In navigating through post-election grief, a fair amount of us have already given into the depressing result. This consists of a lowering of the head, admitting defeat, then hoping to forget, and continue life—posting memes and scrolling through reaction photos on Twitter; pretending friends never supported Trump, and for that matter, that the election never existed; and in general, keeping politics out of everyday life, accepting the new higher governance and hoping it will leave people alone while they survive. That, to me, is ridiculous. The concepts of facing reality and succumbing are two entirely distinct things, and to understand your new president exists is not necessarily to silence yourself and revert to survival mode. That, I believe, is the root of this debacle. When people self-censor, they allow society to progress in a direction that excludes them. If anything, the whole moral behind this election is that political opinion deserves to be heard, and taken seriously, from different cultures and ideals. And it is impossible to be heard if you do not speak.

What is more, it cannot be simply ignored that half the country disagrees extremely, on a very fundamental level, with the other half. Whether that is due to the reasons in our preconceptions, or it is justifiable through unseen reasons, is to be determined. But to exist in silent conflict is a sure way to change nothing. We owe it to ourselves, and the opposing party, to understand their decision from their culture.

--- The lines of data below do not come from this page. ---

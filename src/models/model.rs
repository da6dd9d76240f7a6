//! Lorentzian lineshapes.
//!
//! The fitter relies on two primitive operations:
//! - evaluate a model at one x for a flat parameter vector (for residuals)
//! - evaluate it over a whole x grid (for plots/exports)
//!
//! Parameter vectors use the orders of `LorentzianParams::NAMES` and
//! `TripletParams::NAMES`.

/// `y0 + 0.25·amp·fwhm² / ((x − x0)² + 0.25·fwhm²)`.
///
/// The function is total: when `fwhm = 0` and `x = x0` the denominator
/// vanishes and the baseline `y0` is returned.
pub fn lorentzian(x: f64, x0: f64, y0: f64, amp: f64, fwhm: f64) -> f64 {
    let hwhm_sq = 0.25 * fwhm * fwhm;
    let dx = x - x0;
    let denom = dx * dx + hwhm_sq;
    if denom == 0.0 {
        return y0;
    }
    y0 + amp * hwhm_sq / denom
}

/// Central Lorentzian plus two sidebands.
///
/// Only the left term carries the shared baseline `y0`; the central and
/// right terms are evaluated with zero offset.
///
/// # Panics
/// Panics if `p` has fewer than ten entries.
pub fn lorentzian_triplet(x: f64, p: &[f64]) -> f64 {
    let (x0, y0, amp, fwhm) = (p[0], p[1], p[2], p[3]);
    let (xl, ampl, fwhml) = (p[4], p[5], p[6]);
    let (xr, ampr, fwhmr) = (p[7], p[8], p[9]);
    lorentzian(x, xl, y0, ampl, fwhml) + lorentzian(x, x0, 0.0, amp, fwhm) + lorentzian(x, xr, 0.0, ampr, fwhmr)
}

/// Single Lorentzian with a flat `[x0, y0, amp, fwhm]` vector.
///
/// # Panics
/// Panics if `p` has fewer than four entries.
pub fn lorentzian_flat(x: f64, p: &[f64]) -> f64 {
    lorentzian(x, p[0], p[1], p[2], p[3])
}

/// Evaluate `model` at every x.
pub fn eval_over<F>(model: F, xs: &[f64], params: &[f64]) -> Vec<f64>
where
    F: Fn(f64, &[f64]) -> f64,
{
    xs.iter().map(|&x| model(x, params)).collect()
}

#[cfg(test)]
mod tests {
    use super::*;

    #[test]
    fn peak_value_at_center() {
        for &(x0, y0, amp, fwhm) in &[(0.0, 1.0, 1.0, 0.1), (3.5, -2.0, 0.25, 7.0), (-1e3, 0.0, -4.0, 12.5)] {
            let y = lorentzian(x0, x0, y0, amp, fwhm);
            assert!((y - (y0 + amp)).abs() < 1e-12, "center value {y} != {}", y0 + amp);
        }
    }

    #[test]
    fn half_max_at_half_width() {
        let (x0, y0, amp, fwhm) = (0.3, 1.0, 2.0, 0.4);
        let left = lorentzian(x0 - fwhm / 2.0, x0, y0, amp, fwhm);
        let right = lorentzian(x0 + fwhm / 2.0, x0, y0, amp, fwhm);
        assert!((left - (y0 + amp / 2.0)).abs() < 1e-12);
        assert!((right - (y0 + amp / 2.0)).abs() < 1e-12);
    }

    #[test]
    fn zero_width_is_finite() {
        assert_eq!(lorentzian(1.0, 1.0, 0.5, 3.0, 0.0), 0.5);
        assert_eq!(lorentzian(2.0, 1.0, 0.5, 3.0, 0.0), 0.5);
    }

    #[test]
    fn triplet_shares_one_baseline() {
        let p = [0.0, 1.0, 1.0, 0.1, -0.5, 0.1, 0.02, 0.5, 0.1, 0.05];
        // Far from every feature only the baseline remains.
        let far = lorentzian_triplet(1e6, &p);
        assert!((far - 1.0).abs() < 1e-9);

        let expected = lorentzian(0.2, -0.5, 1.0, 0.1, 0.02)
            + lorentzian(0.2, 0.0, 0.0, 1.0, 0.1)
            + lorentzian(0.2, 0.5, 0.0, 0.1, 0.05);
        assert_eq!(lorentzian_triplet(0.2, &p), expected);
    }

    #[test]
    fn evaluation_is_pure() {
        let p = [0.0, 1.0, 1.0, 0.1, -0.5, 0.1, 0.02, 0.5, 0.1, 0.05];
        let xs: Vec<f64> = (0..50).map(|i| -1.0 + i as f64 * 0.04).collect();
        let a = eval_over(lorentzian_triplet, &xs, &p);
        let b = eval_over(lorentzian_triplet, &xs, &p);
        assert_eq!(a, b);

        let single = [0.0, 1.0, 1.0, 0.1];
        assert_eq!(
            eval_over(lorentzian_flat, &xs, &single),
            eval_over(lorentzian_flat, &xs, &single)
        );
    }
}
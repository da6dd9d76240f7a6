//! Synthetic data sources.
//!
//! Real traces come in through `io::ingest`; this module produces reproducible
//! noisy traces for demos and end-to-end checks.

pub mod sample;

pub use sample::*;
//! Small sample-statistics helpers used by the seed estimators.
//!
//! All helpers ignore NaN ordering issues by treating incomparable pairs as
//! equal; callers validate finiteness before fitting.

use std::cmp::Ordering;

/// Index of the largest value (first occurrence).
pub fn argmax(values: &[f64]) -> Option<usize> {
    values
        .iter()
        .enumerate()
        .fold(None, |best: Option<(usize, f64)>, (i, &v)| match best {
            Some((_, b)) if v.partial_cmp(&b).unwrap_or(Ordering::Equal) != Ordering::Greater => best,
            _ => Some((i, v)),
        })
        .map(|(i, _)| i)
}

/// Index of the smallest value (first occurrence).
pub fn argmin(values: &[f64]) -> Option<usize> {
    values
        .iter()
        .enumerate()
        .fold(None, |best: Option<(usize, f64)>, (i, &v)| match best {
            Some((_, b)) if v.partial_cmp(&b).unwrap_or(Ordering::Equal) != Ordering::Less => best,
            _ => Some((i, v)),
        })
        .map(|(i, _)| i)
}

/// `(min, max)` of a non-empty slice.
pub fn min_max(values: &[f64]) -> Option<(f64, f64)> {
    let first = *values.first()?;
    Some(
        values
            .iter()
            .fold((first, first), |(lo, hi), &v| (lo.min(v), hi.max(v))),
    )
}

pub fn mean(values: &[f64]) -> Option<f64> {
    if values.is_empty() {
        return None;
    }
    Some(values.iter().sum::<f64>() / values.len() as f64)
}

/// `|last − first|` of a sweep axis.
pub fn span(values: &[f64]) -> f64 {
    match (values.first(), values.last()) {
        (Some(a), Some(b)) => (b - a).abs(),
        _ => 0.0,
    }
}

#[cfg(test)]
mod tests {
    use super::*;

    #[test]
    fn extrema_pick_first_occurrence() {
        let v = [1.0, 3.0, 3.0, -2.0, -2.0];
        assert_eq!(argmax(&v), Some(1));
        assert_eq!(argmin(&v), Some(3));
        assert_eq!(argmax(&[]), None);
    }

    #[test]
    fn min_max_mean_span() {
        let v = [2.0, -1.0, 5.0, 0.0];
        assert_eq!(min_max(&v), Some((-1.0, 5.0)));
        assert_eq!(mean(&v), Some(1.5));
        assert_eq!(span(&v), 2.0);
        assert_eq!(mean(&[]), None);
        assert_eq!(span(&[]), 0.0);
    }
}
//! Error types for clockwork-core

use thiserror::Error;

/// Result type for clockwork-core operations
pub type Result<T> = std::result::Result<T, CircularError>;

/// Errors raised by the circular helpers.
///
/// Wrapping and sector tests are total over finite inputs and never fail; only the constructors and the
/// aggregate statistics return these.
#[derive(Error, Debug, Clone, PartialEq)]
pub enum CircularError {
    /// A statistic was requested over an empty sequence (or one made only of skipped NaNs).
    #[error("Invalid argument: cannot reduce an empty sequence of angles")]
    EmptyInput,

    /// The mean resultant vector is too short to define a direction.
    #[error("Undefined result: resultant vector length {length:e} has no direction")]
    UndefinedDirection {
        /// Length of the mean resultant vector.
        length: f64,
    },

    /// A circle was described by a non-finite or non-positive full arc.
    #[error("Invalid argument: full arc must be finite and positive, got {0}")]
    InvalidFullArc(f64),

    /// Sector start and end lists differ in length.
    #[error("Invalid argument: {starts} sector starts but {ends} sector ends")]
    ShapeMismatch {
        /// Number of sector starts.
        starts: usize,
        /// Number of sector ends.
        ends: usize,
    },

    /// Angles cannot be paired with the given sectors.
    #[error("Invalid argument: {angles} angles cannot be broadcast against {sectors} sectors")]
    BroadcastMismatch {
        /// Number of angles.
        angles: usize,
        /// Number of sectors.
        sectors: usize,
    },
}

This understanding may reveal similarities, in which case we need not be silently averse to each other, or unnegotiable differences, so that government may be reshaped in such a way that both parties’ needs are individually met. We will not have much opportunity for either, however, if silence is practiced, so that a dialogue cannot be shared. I believe it should only be of interest to verbally remove politics if what is wanted, as said, is to exist silently aversely to one another—although, this too, comes with consequences aside from the obvious implicit discomfort.

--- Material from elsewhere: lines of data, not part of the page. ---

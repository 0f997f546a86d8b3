//! Core modular arithmetic for angles and other circular quantities.
//!
//! `clockwork-core` provides three layers:
//!
//! - [`Circle`]: plain-`f64` helpers on a circle of any circumference (wrapping, sector tests, circular
//!   differences and statistics).
//! - [`Quantity<U>`]: an `f64` angle tagged with a zero-sized unit marker ([`angular::Degree`],
//!   [`angular::Radian`], …) so units cannot be mixed by accident.
//! - [`stats`]: the mean resultant vector and the circular mean, variance and standard deviation built on it.
//!
//! Most users should depend on `clockwork` (the facade crate), which adds the degree-based `angle_calc` functions
//! (`bound_to_180`, `is_angle_between`, `circular_mean`, …) and configuration loading.
//!
//! # Quick start
//!
//! ```rust
//! use clockwork_core::{Circle, MeanOptions};
//!
//! let deg = Circle::DEGREES;
//! assert_eq!(deg.principal(270.0), -90.0);
//! assert!(deg.contains(350.0, 5.0, 20.0));
//!
//! let mean = deg.mean(&[350.0, 10.0], &MeanOptions::default()).unwrap();
//! assert!(mean.abs() < 1e-9);
//! ```
//!
//! # Feature flags
//!
//! - `serde`: `Serialize`/`Deserialize` for [`Quantity<U>`] (raw `f64`), [`Circle`] (its full arc) and the
//!   statistics options.
//!
//! # Panics and errors
//!
//! Nothing here panics. Wrapping and sector tests are total; statistics return [`Result`] with a
//! [`CircularError`] for empty input or an undefined mean direction. `NaN` and `±∞` propagate as `NaN` rather than
//! being rejected.

#![deny(missing_docs)]
#![forbid(unsafe_code)]

// ─────────────────────────────────────────────────────────────────────────────
// Core modules
// ─────────────────────────────────────────────────────────────────────────────

mod error;
mod quantity;
mod unit;

pub mod angular;
pub mod circle;
pub mod stats;

// ─────────────────────────────────────────────────────────────────────────────
// Public re-exports
// ─────────────────────────────────────────────────────────────────────────────

pub use circle::Circle;
pub use error::{CircularError, Result};
pub use quantity::Quantity;
pub use stats::{MeanOptions, Resultant, ZeroResultant, RESULTANT_EPSILON};
pub use unit::Unit;

#[cfg(feature = "serde")]
pub use quantity::serde_with_unit;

The silent culture in fact is a key contributor to feelings of powerlessness, and with powerlessness comes the intense desire for radical action. In this context, it was particularly the white working class that felt neglected, and it was Trump that was the radical action. Of course, the same trend is seen in multiple other contexts, because I think it is universally evident that with desperation come extreme measures; it is something evident in ISIS, which recruits its ranks from those who feel powerless, or in a more grounded view, it is a feature of radical social activists who riot when sensing an existential threat. The problem in all of this is although Trump supporters felt powerless, they were terrible at articulating their opinions, in my view. They induced their own irrelevance by not speaking up beforehand, but instead becoming that silent majority we feared. There is a simple, although not entirely easy solution to this powerlessness and the resulting radicalism. You guessed it: it’s voicing political opinion so that it is possible for others to be receptive and help meet your needs. We may hope, in this way, to steadily and constantly address issues, and not all at once release pent-up anger, manifested because we repeated their failures by refusing to speak.

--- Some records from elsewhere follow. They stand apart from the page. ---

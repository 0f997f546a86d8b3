//! Angular units and typed angle helpers.
//!
//! Every unit declares how large one revolution is when counted in it (`FULL_TURN`), and conversions pass through
//! the fraction of a turn. The [`AngularUnit`] blanket trait adds half and quarter turns, and [`Quantity<U>`] gains
//! trigonometry, wrapping and sector helpers that delegate to the matching [`Circle`].
//!
//! | Unit | Symbol | Full turn |
//! |------|--------|-----------|
//! | [`Degree`] | `Deg` | 360 |
//! | [`Radian`] | `Rad` | τ |
//! | [`Gradian`] | `Gon` | 400 |
//! | [`Turn`] | `Turn` | 1 |
//! | [`HourAngle`] | `Hms` | 24 |
//! | [`DayOfYear`] | `Doy` | 365.2422 |
//!
//! ## Edge cases
//!
//! Wrapping and trig follow IEEE‑754: `NaN` or `±∞` values come back as `NaN`.
//!
//! ```rust
//! use clockwork_core::angular::{Degrees, HourAngles};
//!
//! assert_eq!(Degrees::new(-180.0).wrap_signed().value(), 180.0);
//! assert_eq!(HourAngles::new(-3.0).wrap_pos().value(), 21.0);
//! ```

use crate::circle::Circle;
use crate::{Quantity, Unit};
use clockwork_derive::Unit;

/// Extension of [`Unit`] with turn fractions expressed in that unit.
pub trait AngularUnit: Unit {
    /// Half a revolution (180°) expressed in this unit.
    const HALF_TURN: f64;
    /// A quarter revolution (90°) expressed in this unit.
    const QUARTER_TURN: f64;
}
impl<T: Unit> AngularUnit for T {
    const HALF_TURN: f64 = T::FULL_TURN / 2.0;
    const QUARTER_TURN: f64 = T::FULL_TURN / 4.0;
}

impl<U: AngularUnit> Quantity<U> {
    /// One full revolution expressed as `Quantity<U>`.
    pub const FULL_TURN: Quantity<U> = Quantity::<U>::new(U::FULL_TURN);
    /// Half a revolution expressed as `Quantity<U>`.
    pub const HALF_TURN: Quantity<U> = Quantity::<U>::new(U::HALF_TURN);
    /// Quarter revolution expressed as `Quantity<U>`.
    pub const QUARTER_TURN: Quantity<U> = Quantity::<U>::new(U::QUARTER_TURN);

    /// Sine of the angle.
    #[inline]
    pub fn sin(&self) -> f64 {
        self.to::<Radian>().value().sin()
    }

    /// Cosine of the angle.
    #[inline]
    pub fn cos(&self) -> f64 {
        self.to::<Radian>().value().cos()
    }

    /// Tangent of the angle.
    #[inline]
    pub fn tan(&self) -> f64 {
        self.to::<Radian>().value().tan()
    }

    /// Sine and cosine in one call.
    #[inline]
    pub fn sin_cos(&self) -> (f64, f64) {
        self.to::<Radian>().value().sin_cos()
    }

    /// Wrap into `[0, FULL_TURN)`.
    #[inline]
    pub fn wrap_pos(self) -> Self {
        Self::new(Circle::of::<U>().wrap_pos(self.value()))
    }

    /// Wrap into the principal range `(-HALF_TURN, HALF_TURN]`.
    ///
    /// *Upper bound is inclusive*; lower bound is exclusive.
    #[inline]
    pub fn wrap_signed(self) -> Self {
        Self::new(Circle::of::<U>().principal(self.value()))
    }

    /// Wrap into `[-HALF_TURN, HALF_TURN)`.
    #[inline]
    pub fn wrap_signed_lo(self) -> Self {
        Self::new(Circle::of::<U>().principal_lo(self.value()))
    }

    /// Signed smallest rotation from `other` to `self`, in `(-HALF_TURN, HALF_TURN]`.
    #[inline]
    pub fn signed_separation(self, other: Self) -> Self {
        Self::new(Circle::of::<U>().signed_sub(self.value(), other.value()))
    }

    /// Absolute smallest angular separation, in `[0, HALF_TURN]`.
    #[inline]
    pub fn abs_separation(self, other: Self) -> Self {
        Self::new(Circle::of::<U>().sub(self.value(), other.value(), true))
    }

    /// Whether `self` lies on the arc walked counter-clockwise from `first` to `second`, ends included.
    ///
    /// ```rust
    /// use clockwork_core::angular::Degrees;
    ///
    /// let heading = Degrees::new(5.0);
    /// assert!(heading.is_between(Degrees::new(350.0), Degrees::new(20.0)));
    /// assert!(!heading.is_between(Degrees::new(20.0), Degrees::new(350.0)));
    /// ```
    #[inline]
    pub fn is_between(self, first: Self, second: Self) -> bool {
        Circle::of::<U>().contains(first.value(), self.value(), second.value())
    }

    /// Whether `self` lies on the shorter arc joining `a` and `b`, ends included.
    #[inline]
    pub fn is_within_minor_arc(self, a: Self, b: Self) -> bool {
        Circle::of::<U>().within_minor_arc(a.value(), self.value(), b.value())
    }
}

/// Degree.
#[derive(Clone, Copy, Debug, PartialEq, PartialOrd, Unit)]
#[unit(symbol = "Deg", full_turn = 360.0)]
pub struct Degree;
/// Convenience alias for a degree quantity.
pub type Degrees = Quantity<Degree>;

/// Radian.
#[derive(Clone, Copy, Debug, PartialEq, PartialOrd, Unit)]
#[unit(symbol = "Rad", full_turn = core::f64::consts::TAU)]
pub struct Radian;
/// Convenience alias for a radian quantity.
pub type Radians = Quantity<Radian>;

/// Gradian (gon; `1/400` of a turn).
#[derive(Clone, Copy, Debug, PartialEq, PartialOrd, Unit)]
#[unit(symbol = "Gon", full_turn = 400.0)]
pub struct Gradian;
/// Convenience alias for a gradian quantity.
pub type Gradians = Quantity<Gradian>;

/// Turn (full revolution).
#[derive(Clone, Copy, Debug, PartialEq, PartialOrd, Unit)]
#[unit(symbol = "Turn", full_turn = 1.0)]
pub struct Turn;
/// Convenience alias for a turn quantity.
pub type Turns = Quantity<Turn>;

/// Hour angle (`15` degrees), also a clock hour on a 24-hour dial.
#[derive(Clone, Copy, Debug, PartialEq, PartialOrd, Unit)]
#[unit(symbol = "Hms", full_turn = 24.0)]
pub struct HourAngle;
/// Convenience alias for an hour-angle quantity.
pub type HourAngles = Quantity<HourAngle>;

/// Day of a tropical year, for seasonal angles.
#[derive(Clone, Copy, Debug, PartialEq, PartialOrd, Unit)]
#[unit(symbol = "Doy", full_turn = TROPICAL_YEAR_DAYS)]
pub struct DayOfYear;
/// Convenience alias for a day-of-year quantity.
pub type DaysOfYear = Quantity<DayOfYear>;

/// Mean length of the tropical year, in days.
pub const TROPICAL_YEAR_DAYS: f64 = 365.2422;

const KNOWN_UNITS: [(&str, f64); 6] = [
    (Degree::SYMBOL, Degree::FULL_TURN),
    (Radian::SYMBOL, Radian::FULL_TURN),
    (Gradian::SYMBOL, Gradian::FULL_TURN),
    (Turn::SYMBOL, Turn::FULL_TURN),
    (HourAngle::SYMBOL, HourAngle::FULL_TURN),
    (DayOfYear::SYMBOL, DayOfYear::FULL_TURN),
];

/// Full turn of the unit printed as `symbol`, among the units defined in this module.
///
/// ```rust
/// use clockwork_core::angular::full_turn_for_symbol;
///
/// assert_eq!(full_turn_for_symbol("Hms"), Some(24.0));
/// assert_eq!(full_turn_for_symbol("Furlong"), None);
/// ```
pub fn full_turn_for_symbol(symbol: &str) -> Option<f64> {
    KNOWN_UNITS
        .iter()
        .find(|(known, _)| *known == symbol)
        .map(|&(_, full_turn)| full_turn)
}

That said, I understand the sentiment behind simply accepting defeat and hoping to forget. In some ways, it is a form of denial, understandably reactionary to the extreme bizarreness that has become our future. In others, it is a way of gaining control through a perceived sense of maturity. Or it may be that we have well learnt to not be sore losers, but have misconstrued acceptance to mean giving in. Actually, it is entirely possible to be realistic while not giving in, and it is something I encourage us all to do, for the reasons mentioned. It is also possible to be decent while dissenting, and I encourage that too. But I do not encourage us to give into what we see as misogynistic, racist, irrational, cowardly, and in general, plain backward. So long as we disagree, we must voice ourselves, to shape politics and not lose faith in each other; and if we agree on new policies, we should say that too, so it is known we are not innately rebellious. We have a voice to stop this from happening again, by first conversing with those who voted against us. Hopefully, we will all come out stronger for it, but if not, we will find new ways to better satisfy our separated needs. But we need not repeat the failure of the alt-right in staying silent.